Items from a data source:
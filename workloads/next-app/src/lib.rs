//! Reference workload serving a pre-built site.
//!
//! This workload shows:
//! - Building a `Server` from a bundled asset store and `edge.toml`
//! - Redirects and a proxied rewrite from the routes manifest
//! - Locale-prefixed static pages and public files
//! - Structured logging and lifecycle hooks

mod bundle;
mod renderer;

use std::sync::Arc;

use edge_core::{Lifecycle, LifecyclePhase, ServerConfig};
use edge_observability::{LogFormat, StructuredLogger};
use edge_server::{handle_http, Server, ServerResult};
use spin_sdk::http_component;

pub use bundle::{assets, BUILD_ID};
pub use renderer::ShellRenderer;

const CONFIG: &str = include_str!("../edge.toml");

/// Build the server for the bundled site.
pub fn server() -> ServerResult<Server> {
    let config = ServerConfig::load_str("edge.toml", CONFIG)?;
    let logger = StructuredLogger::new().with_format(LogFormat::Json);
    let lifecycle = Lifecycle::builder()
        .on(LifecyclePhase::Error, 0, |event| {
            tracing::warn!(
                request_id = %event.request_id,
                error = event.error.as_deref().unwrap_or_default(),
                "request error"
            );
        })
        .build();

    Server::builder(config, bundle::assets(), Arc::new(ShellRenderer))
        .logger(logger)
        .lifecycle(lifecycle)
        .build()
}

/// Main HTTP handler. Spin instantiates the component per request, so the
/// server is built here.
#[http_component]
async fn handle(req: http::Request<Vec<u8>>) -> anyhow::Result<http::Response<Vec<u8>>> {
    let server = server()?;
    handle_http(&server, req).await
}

Work to complete
Retype all the data exactly, line for line.

Written response
filename workloads/next-app/src/lib.rs
//! Reference workload serving a pre-built site.
//!
//! This workload shows:
//! - Building a `Server` from a bundled asset store and `edge.toml`
//! - Redirects and a proxied rewrite from the routes manifest
//! - Locale-prefixed static pages and public files
//! - Structured logging and lifecycle hooks

mod bundle;
mod renderer;

use std::sync::Arc;

use edge_core::{Lifecycle, LifecyclePhase, ServerConfig};
use edge_observability::{LogFormat, StructuredLogger};
use edge_server::{handle_http, Server, ServerResult};
use spin_sdk::http_component;

pub use bundle::{assets, BUILD_ID};
pub use renderer::ShellRenderer;

const CONFIG: &str = include_str!("../edge.toml");

/// Build the server for the bundled site.
pub fn server() -> ServerResult<Server> {
    let config = ServerConfig::load_str("edge.toml", CONFIG)?;
    let logger = StructuredLogger::new().with_format(LogFormat::Json);
    let lifecycle = Lifecycle::builder()
        .on(LifecyclePhase::Error, 0, |event| {
            tracing::warn!(
                request_id = %event.request_id,
                error = event.error.as_deref().unwrap_or_default(),
                "request error"
            );
        })
        .build();

    Server::builder(config, bundle::assets(), Arc::new(ShellRenderer))
        .logger(logger)
        .lifecycle(lifecycle)
        .build()
}

/// Main HTTP handler. Spin instantiates the component per request, so the
/// server is built here.
#[http_component]
async fn handle(req: http::Request<Vec<u8>>) -> anyhow::Result<http::Response<Vec<u8>>> {
    let server = server()?;
    handle_http(&server, req).await
}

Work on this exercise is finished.